[PATCH 1/1] ptrace: do_wait(traced_leader_killed_by_mt_exec) can block forever

[Oleg Nesterov <oleg@redhat.com>]

Test-case:

	void *tfunc(void *arg)
	{
		execvp("true", NULL);
		return NULL;
	}

	int main(void)
	{
		int pid;

		if (fork()) {
			pthread_t t;

			kill(getpid(), SIGSTOP);

			pthread_create(&t, NULL, tfunc, NULL);

			for (;;)
				pause();
		}

		pid = getppid();
		assert(ptrace(PTRACE_ATTACH, pid, 0,0) == 0);

		while (wait(NULL) > 0)
			ptrace(PTRACE_CONT, pid, 0,0);

		return 0;
	}

It is racy, exit_notify() does __wake_up_parent() too. But in the
likely case it triggers the problem: de_thread() does release_task()
and the old leader goes away without the notification, the tracer
sleeps in do_wait() without children/tracees.

Change de_thread() to do __wake_up_parent(traced_leader->parent).
Since it is already EXIT_DEAD we can do this without ptrace_unlink(),
EXIT_DEAD threads do not exist from do_wait's pov.

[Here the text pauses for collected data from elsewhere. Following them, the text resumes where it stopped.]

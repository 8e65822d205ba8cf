use std::path::{Path, PathBuf};
use std::time::Duration;

use thiserror::Error;

pub const DEFAULT_SCORE_THRESHOLD: f64 = 0.1;
pub const DEFAULT_REFERENCE_ATOM: &str = "CA";
pub const DEFAULT_BOX_EDGE: f64 = 20.0;
pub const DEFAULT_NUM_MODES: u32 = 9;
pub const DEFAULT_EXHAUSTIVENESS: u32 = 8;
pub const DEFAULT_ENERGY_RANGE: f64 = 3.0;
pub const DEFAULT_WORKERS: usize = 4;
pub const DEFAULT_TIMEOUT_SECS: u64 = 600;
pub const DEFAULT_TOP_N: usize = 30;
pub const DEFAULT_ENGINE: &str = "vina";

#[derive(Debug, Error, PartialEq, Eq, Clone)]
pub enum ConfigError {
    #[error("Missing required parameter: {0}")]
    MissingParameter(&'static str),
    #[error("Invalid value for {name}: {reason}")]
    InvalidParameter { name: &'static str, reason: String },
}

/// Root of the campaign workspace and the fixed directory layout under it.
///
/// Every path the pipeline reads or writes is derived from here, so tests
/// can point the whole run at a temporary directory.
#[derive(Debug, Clone, PartialEq, Eq)]
pub struct WorkspaceConfig {
    pub root: PathBuf,
}

impl WorkspaceConfig {
    pub fn receptors_dir(&self) -> PathBuf {
        self.root.join("receptors")
    }

    pub fn receptor_path(&self, protein: &str) -> PathBuf {
        self.receptors_dir().join(format!("{protein}.pdbqt"))
    }

    pub fn scores_path(&self, protein: &str) -> PathBuf {
        self.root.join("pocket_scores").join(format!("{protein}.txt"))
    }

    pub fn ligands_dir(&self, protein: &str) -> PathBuf {
        self.root.join("ligands").join(protein)
    }

    pub fn docking_dir(&self, protein: &str) -> PathBuf {
        self.root.join("docking").join(protein)
    }

    pub fn configs_dir(&self, protein: &str) -> PathBuf {
        self.docking_dir(protein).join("configs")
    }

    pub fn poses_dir(&self, protein: &str) -> PathBuf {
        self.docking_dir(protein).join("poses")
    }

    pub fn logs_dir(&self, protein: &str) -> PathBuf {
        self.docking_dir(protein).join("logs")
    }

    pub fn results_dir(&self) -> PathBuf {
        self.root.join("results")
    }

    pub fn report_path(&self) -> PathBuf {
        self.results_dir().join("report.txt")
    }
}

/// Pocket extraction and centroid parameters.
#[derive(Debug, Clone, PartialEq)]
pub struct PocketConfig {
    /// Scores strictly above this open a pocket run.
    pub score_threshold: f64,
    /// Atom name whose coordinates define the centroid.
    pub reference_atom: String,
}

/// Docking engine invocation parameters, shared by every job.
#[derive(Debug, Clone, PartialEq)]
pub struct DockingConfig {
    /// Engine binary, resolved through `PATH` when not absolute.
    pub engine: PathBuf,
    /// Search-box edge lengths.
    pub box_size: [f64; 3],
    pub num_modes: u32,
    pub exhaustiveness: u32,
    pub energy_range: f64,
    /// Concurrent engine invocations.
    pub workers: usize,
    /// Wall-clock bound per invocation; a job past it is killed and
    /// recorded as timed out.
    pub timeout: Duration,
}

#[derive(Debug, Clone, PartialEq, Eq)]
pub struct RankingConfig {
    /// Rows in the ranked table.
    pub top_n: usize,
}

#[derive(Debug, Clone, PartialEq)]
pub struct ScreenConfig {
    pub workspace: WorkspaceConfig,
    pub pockets: PocketConfig,
    pub docking: DockingConfig,
    pub ranking: RankingConfig,
    /// Auxiliary descriptor table; `None` skips the descriptor join.
    pub descriptor_table: Option<PathBuf>,
}

#[derive(Default)]
pub struct ScreenConfigBuilder {
    workspace_root: Option<PathBuf>,
    score_threshold: Option<f64>,
    reference_atom: Option<String>,
    engine: Option<PathBuf>,
    box_size: Option<[f64; 3]>,
    num_modes: Option<u32>,
    exhaustiveness: Option<u32>,
    energy_range: Option<f64>,
    workers: Option<usize>,
    timeout: Option<Duration>,
    top_n: Option<usize>,
    descriptor_table: Option<PathBuf>,
}

impl ScreenConfigBuilder {
    pub fn new() -> Self {
        Self::default()
    }

    pub fn workspace_root(mut self, path: PathBuf) -> Self {
        self.workspace_root = Some(path);
        self
    }
    pub fn score_threshold(mut self, threshold: f64) -> Self {
        self.score_threshold = Some(threshold);
        self
    }
    pub fn reference_atom(mut self, atom: impl Into<String>) -> Self {
        self.reference_atom = Some(atom.into());
        self
    }
    pub fn engine(mut self, path: PathBuf) -> Self {
        self.engine = Some(path);
        self
    }
    pub fn box_size(mut self, size: [f64; 3]) -> Self {
        self.box_size = Some(size);
        self
    }
    pub fn num_modes(mut self, n: u32) -> Self {
        self.num_modes = Some(n);
        self
    }
    pub fn exhaustiveness(mut self, n: u32) -> Self {
        self.exhaustiveness = Some(n);
        self
    }
    pub fn energy_range(mut self, range: f64) -> Self {
        self.energy_range = Some(range);
        self
    }
    pub fn workers(mut self, n: usize) -> Self {
        self.workers = Some(n);
        self
    }
    pub fn timeout(mut self, timeout: Duration) -> Self {
        self.timeout = Some(timeout);
        self
    }
    pub fn top_n(mut self, n: usize) -> Self {
        self.top_n = Some(n);
        self
    }
    pub fn descriptor_table(mut self, path: PathBuf) -> Self {
        self.descriptor_table = Some(path);
        self
    }

    pub fn build(self) -> Result<ScreenConfig, ConfigError> {
        let workspace = WorkspaceConfig {
            root: self
                .workspace_root
                .ok_or(ConfigError::MissingParameter("workspace_root"))?,
        };

        let score_threshold = self.score_threshold.unwrap_or(DEFAULT_SCORE_THRESHOLD);
        if !score_threshold.is_finite() {
            return Err(ConfigError::InvalidParameter {
                name: "score_threshold",
                reason: "must be finite".into(),
            });
        }

        let reference_atom = self
            .reference_atom
            .unwrap_or_else(|| DEFAULT_REFERENCE_ATOM.to_string());
        if reference_atom.trim().is_empty() {
            return Err(ConfigError::InvalidParameter {
                name: "reference_atom",
                reason: "must not be empty".into(),
            });
        }

        let box_size = self
            .box_size
            .unwrap_or([DEFAULT_BOX_EDGE, DEFAULT_BOX_EDGE, DEFAULT_BOX_EDGE]);
        if box_size.iter().any(|edge| !edge.is_finite() || *edge <= 0.0) {
            return Err(ConfigError::InvalidParameter {
                name: "box_size",
                reason: format!("edges must be positive, got {:?}", box_size),
            });
        }

        let workers = self.workers.unwrap_or(DEFAULT_WORKERS);
        if workers == 0 {
            return Err(ConfigError::InvalidParameter {
                name: "workers",
                reason: "must be at least 1".into(),
            });
        }

        let timeout = self
            .timeout
            .unwrap_or(Duration::from_secs(DEFAULT_TIMEOUT_SECS));
        if timeout.is_zero() {
            return Err(ConfigError::InvalidParameter {
                name: "timeout",
                reason: "must be non-zero".into(),
            });
        }

        let top_n = self.top_n.unwrap_or(DEFAULT_TOP_N);
        if top_n == 0 {
            return Err(ConfigError::InvalidParameter {
                name: "top_n",
                reason: "must be at least 1".into(),
            });
        }

        Ok(ScreenConfig {
            workspace,
            pockets: PocketConfig {
                score_threshold,
                reference_atom,
            },
            docking: DockingConfig {
                engine: self.engine.unwrap_or_else(|| PathBuf::from(DEFAULT_ENGINE)),
                box_size,
                num_modes: self.num_modes.unwrap_or(DEFAULT_NUM_MODES),
                exhaustiveness: self.exhaustiveness.unwrap_or(DEFAULT_EXHAUSTIVENESS),
                energy_range: self.energy_range.unwrap_or(DEFAULT_ENERGY_RANGE),
                workers,
                timeout,
            },
            ranking: RankingConfig { top_n },
            descriptor_table: self.descriptor_table,
        })
    }
}

impl ScreenConfig {
    /// Convenience constructor for the all-defaults configuration rooted at
    /// `workspace`.
    pub fn with_workspace(workspace: impl AsRef<Path>) -> Result<Self, ConfigError> {
        ScreenConfigBuilder::new()
            .workspace_root(workspace.as_ref().to_path_buf())
            .build()
    }
}
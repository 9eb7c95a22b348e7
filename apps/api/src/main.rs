mod ats;
mod config;
mod errors;
mod llm_client;
mod matching;
mod models;
mod rate_limit;
mod resume;
mod routes;
mod state;
mod tailoring;
mod text;

use std::net::SocketAddr;
use std::sync::Arc;

use anyhow::Result;
use tower_http::{cors::CorsLayer, trace::TraceLayer};
use tracing::info;
use tracing_subscriber::{layer::SubscriberExt, util::SubscriberInitExt, EnvFilter};

use crate::config::Config;
use crate::llm_client::ChatClient;
use crate::rate_limit::TokenBucketLimiter;
use crate::routes::build_router;
use crate::state::AppState;

#[tokio::main]
async fn main() -> Result<()> {
    let config = Config::from_env()?;

    // Initialize structured logging
    tracing_subscriber::registry()
        .with(EnvFilter::try_from_default_env().unwrap_or_else(|_| {
            EnvFilter::new(format!("{}={}", env!("CARGO_PKG_NAME"), &config.rust_log))
        }))
        .with(tracing_subscriber::fmt::layer())
        .init();

    info!("Starting Resumatch API v{}", env!("CARGO_PKG_VERSION"));

    // Completion client — disabled when no API key is configured; every
    // generation path then runs its deterministic fallback.
    let llm = ChatClient::new(
        config.openai_api_key.clone(),
        config.openai_base_url.clone(),
        config.openai_model.clone(),
    );
    if llm.is_enabled() {
        info!("Completion client initialized (model: {})", config.openai_model);
    } else {
        info!("Completion client disabled — deterministic fallbacks only");
    }

    let state = AppState {
        config: config.clone(),
        llm: Arc::new(llm),
        limiter: Arc::new(TokenBucketLimiter::new()),
    };

    let app = build_router(state)
        .layer(TraceLayer::new_for_http())
        .layer(CorsLayer::permissive()); // TODO: tighten CORS in production

    let addr: SocketAddr = format!("0.0.0.0:{}", config.port).parse()?;
    info!("Listening on {addr}");

    let listener = tokio::net::TcpListener::bind(addr).await?;
    axum::serve(listener, app).await?;

    Ok(())
}
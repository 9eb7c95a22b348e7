//! Per-key token-bucket rate limiting, held in process memory and injected
//! as a collaborator so handlers never touch the bucket map directly.

use std::collections::HashMap;
use std::sync::Mutex;
use std::time::{Duration, Instant};

const LIMIT: u32 = 10;
const REFILL_INTERVAL: Duration = Duration::from_secs(60);

/// The rate-limiter collaborator. Returns whether `key` may proceed.
pub trait RateLimiter: Send + Sync {
    fn allow(&self, key: &str) -> bool;
}

struct Bucket {
    tokens: u32,
    last_refill: Instant,
}

/// Token bucket of 10 requests per key, fully refilled once more than 60
/// seconds have passed since the last refill.
#[derive(Default)]
pub struct TokenBucketLimiter {
    buckets: Mutex<HashMap<String, Bucket>>,
}

impl TokenBucketLimiter {
    pub fn new() -> Self {
        Self::default()
    }
}

impl RateLimiter for TokenBucketLimiter {
    fn allow(&self, key: &str) -> bool {
        let mut buckets = self.buckets.lock().expect("rate limit lock poisoned");
        let now = Instant::now();
        let bucket = buckets.entry(key.to_string()).or_insert(Bucket {
            tokens: LIMIT,
            last_refill: now,
        });

        if now.duration_since(bucket.last_refill) > REFILL_INTERVAL {
            bucket.tokens = LIMIT;
            bucket.last_refill = now;
        }

        if bucket.tokens == 0 {
            return false;
        }
        bucket.tokens -= 1;
        true
    }
}

#[cfg(test)]
mod tests {
    use super::*;

    #[test]
    fn test_allows_up_to_limit_then_denies() {
        let limiter = TokenBucketLimiter::new();
        for _ in 0..LIMIT {
            assert!(limiter.allow("customize:1.2.3.4"));
        }
        assert!(!limiter.allow("customize:1.2.3.4"));
    }

    #[test]
    fn test_keys_are_independent() {
        let limiter = TokenBucketLimiter::new();
        for _ in 0..LIMIT {
            assert!(limiter.allow("cover:a"));
        }
        assert!(!limiter.allow("cover:a"));
        assert!(limiter.allow("cover:b"));
    }
}
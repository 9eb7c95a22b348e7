use std::sync::Arc;

use crate::config::Config;
use crate::llm_client::CompletionService;
use crate::rate_limit::RateLimiter;

/// Shared application state injected into all route handlers via Axum
/// extractors. Collaborators sit behind traits so tests can script them.
#[derive(Clone)]
pub struct AppState {
    pub config: Config,
    /// Text-completion collaborator; unavailable means deterministic
    /// fallbacks everywhere.
    pub llm: Arc<dyn CompletionService>,
    /// Per-key token-bucket limiter guarding the generation endpoints.
    pub limiter: Arc<dyn RateLimiter>,
}
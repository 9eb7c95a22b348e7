//! Axum route handlers for the matching API.

use axum::Json;
use serde::Deserialize;

use crate::errors::AppError;
use crate::matching::scorer::{compute_match_score, MatchScore};
use crate::models::resume::Resume;

#[derive(Debug, Deserialize)]
#[serde(rename_all = "camelCase")]
pub struct MatchScoreRequest {
    pub resume: Resume,
    pub job_description: String,
}

/// POST /api/v1/match/score
///
/// Scores a structured resume against a job description. Surfaces missing
/// keywords so the user can tailor before exporting.
pub async fn handle_match_score(
    Json(request): Json<MatchScoreRequest>,
) -> Result<Json<MatchScore>, AppError> {
    if request.job_description.trim().is_empty() {
        return Err(AppError::Validation(
            "Missing resume or job description.".to_string(),
        ));
    }
    Ok(Json(compute_match_score(
        &request.resume,
        &request.job_description,
    )))
}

Signed-off-by: Oleg Nesterov <oleg@redhat.com>
---

 fs/exec.c |    8 ++++++++
 1 file changed, 8 insertions(+)

--- ptrace/fs/exec.c~ptrace_mt_exec_wait_hang	2011-07-17 20:16:36.000000000 +0200
+++ ptrace/fs/exec.c	2011-07-21 19:56:22.000000000 +0200
@@ -967,6 +967,14 @@ static int de_thread(struct task_struct 
 
 		BUG_ON(leader->exit_state != EXIT_ZOMBIE);
 		leader->exit_state = EXIT_DEAD;
+
+		/*
+		 * We are going to release_task()->ptrace_unlink() silently,
+		 * the tracer can sleep in do_wait(). EXIT_DEAD guarantees
+		 * the tracer wont't block again waiting for this thread.
+		 */
+		if (unlikely(leader->ptrace))
+			__wake_up_parent(leader, leader->parent);
 		write_unlock_irq(&tasklist_lock);
 
 		release_task(leader);